In this sample of Hispanic/Latinos, OSA was associated with decreased daytime blood flow velocity in the BA, whereas actigraphy-defined short sleep duration was associated with increased cerebrovascular pulsatility in the MCA.


Yang D, Rundek T, Patel SR, Cabral D, Redline S, Testai FD, Cai J, Wallace DM, Zee PC, Ramos AR. Cerebral hemodynamics in sleep apnea and actigraphy-determined sleep duration in a sample of the Hispanic Community Health Study/Study of Latinos. J Clin Sleep Med. 2019;15(1):15–21.


Current Knowledge/Study Rationale: Although obstructive sleep apnea is a known independent risk factor for stroke, the mechanisms explaining the risk factor are unclear, particularly in Hispanic/Latinos who have an increased risk of cerebrovascular disease compared to non-Hispanic whites. Therefore, this study sought to evaluate potential associations between obstructive sleep apnea and cerebral hemodynamics using sonography in a cohort of Hispanic/Latino adults with no known history of stroke or cardiovascular disease.

Study Impact: This study reports possible impaired cerebral hemodynamics in Hispanics/Latinos with obstructive sleep apnea or short sleep duration, suggesting possible association between obstructive sleep apnea and stroke risk. Further studies are needed to investigate potential pathophysiologic mediators in which obstructive sleep apnea confers cerebrovascular accident risk.

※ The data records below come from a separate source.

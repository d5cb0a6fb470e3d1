//! RPGPT Engine library.
//!
//! This crate contains all server-side code for the RPGPT story engine.
//!
//! ## Structure
//!
//! - `stores/` - The in-memory game state and its turn lock
//! - `use_cases/` - Story operations (get, advance, save, load)
//! - `infrastructure/` - Completion service port, OpenAI client, retry wrapper
//! - `api/` - HTTP entry points
//! - `app` - Application composition
//! - `config` - Environment configuration
//! - `prompt_templates` - Overridable LLM prompts

pub mod api;
pub mod app;
pub mod config;
pub mod infrastructure;
pub mod prompt_templates;
pub mod stores;
pub mod use_cases;

pub use app::App;
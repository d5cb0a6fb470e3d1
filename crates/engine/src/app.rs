//! Application state and composition.

use std::sync::Arc;

use crate::config::{LlmConfig, DEFAULT_MAX_TOKENS};
use crate::infrastructure::ports::LlmPort;
use crate::prompt_templates::StoryPrompt;
use crate::stores::GameStateStore;
use crate::use_cases;

/// Main application state.
///
/// Holds the use cases, all sharing one game state store.
/// Passed to HTTP handlers via Axum state.
pub struct App {
    pub use_cases: UseCases,
}

/// Container for all use cases.
pub struct UseCases {
    pub story: use_cases::StoryUseCases,
}

/// Generation settings applied to every story turn.
#[derive(Debug, Clone)]
pub struct StorySettings {
    pub prompt: StoryPrompt,
    pub max_tokens: u32,
    pub temperature: Option<f32>,
}

impl StorySettings {
    pub fn from_config(config: &LlmConfig, prompt: StoryPrompt) -> Self {
        Self {
            prompt,
            max_tokens: config.max_tokens,
            temperature: config.temperature,
        }
    }
}

impl Default for StorySettings {
    fn default() -> Self {
        Self {
            prompt: StoryPrompt::default(),
            max_tokens: DEFAULT_MAX_TOKENS,
            temperature: None,
        }
    }
}

impl App {
    /// Wire the use cases around `store` and `llm`.
    pub fn new(llm: Arc<dyn LlmPort>, store: Arc<GameStateStore>, settings: StorySettings) -> Self {
        let get_state = Arc::new(use_cases::story::GetState::new(store.clone()));
        let save = Arc::new(use_cases::story::SaveState::new(store.clone()));
        let load = Arc::new(use_cases::story::LoadState::new(store.clone()));
        let advance = Arc::new(
            use_cases::story::AdvanceStory::new(store, llm, settings.prompt)
                .with_max_tokens(settings.max_tokens)
                .with_temperature(settings.temperature),
        );

        let use_cases = UseCases {
            story: use_cases::StoryUseCases::new(get_state, advance, save, load),
        };

        Self { use_cases }
    }
}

Obstructive sleep apnea (OSA) is an independent risk marker for stroke.13 Studies have linked OSA to carotid intima thickness, carotid stenosis, and small vessel disease.46 Though pathogenesis is unclear, repeated hypoxemia may contribute to vascular inflammation leading to endothelial dysfunction and atherosclerosis.1 OSA has also been linked to cardiometabolic disorders such as obesity and diabetes, which also contribute to stroke risk.7,8 However, there is a paucity of studies evaluating mechanisms that may explain the risk of cerebrovascular disease associated with OSA; particularly in Hispanic/Latinos, who have a twofold increased risk of cerebrovascular disease compared to non-Hispanic whites.9 Similar to OSA, self-reports of short and long sleep durations are more common in Hispanic/Latinos, and are associated with increased cerebrovascular disease.10 However, most epidemiological data are based on self-reports of sleep duration without accounting for OSA. Pathologic mechanisms linking sleep duration and cerebrovascular disease are not fully understood, more so in Hispanic/Latinos who have a large burden of cerebrovascular disease.

Transcranial Doppler (TCD) ultrasonography is a rapid and noninvasive technique to measure real-time cerebrovascular hemodynamics of major cerebral arteries.11 Changes in cerebral blood flow velocity (CBFV) of large intracerebral vessels and microvascular resistance as measured by TCD has been observed in individuals with OSA.12 We previously showed increased arterial pulsatility index (PI), a measure of cerebral small vessel compliance, in OSA during wakefulness using TCD, supporting its clinical relevance and ease of use in measuring cerebral hemodynamics.13 Epidemiological studies of OSA focused on race-ethnic disparities are limited, but available data suggest elevated prevalence of OSA in Hispanics/Latinos when compared to whites, as well as delays in diagnosis and treatment.14

In this study, we evaluated potential associations between OSA and cerebral hemodynamics using TCD in a cohort of Hispanic/Latino adults with no known history of stroke or cardiovascular disease. We also explored associations between cerebral hemodynamics and actigraphy defined sleep duration.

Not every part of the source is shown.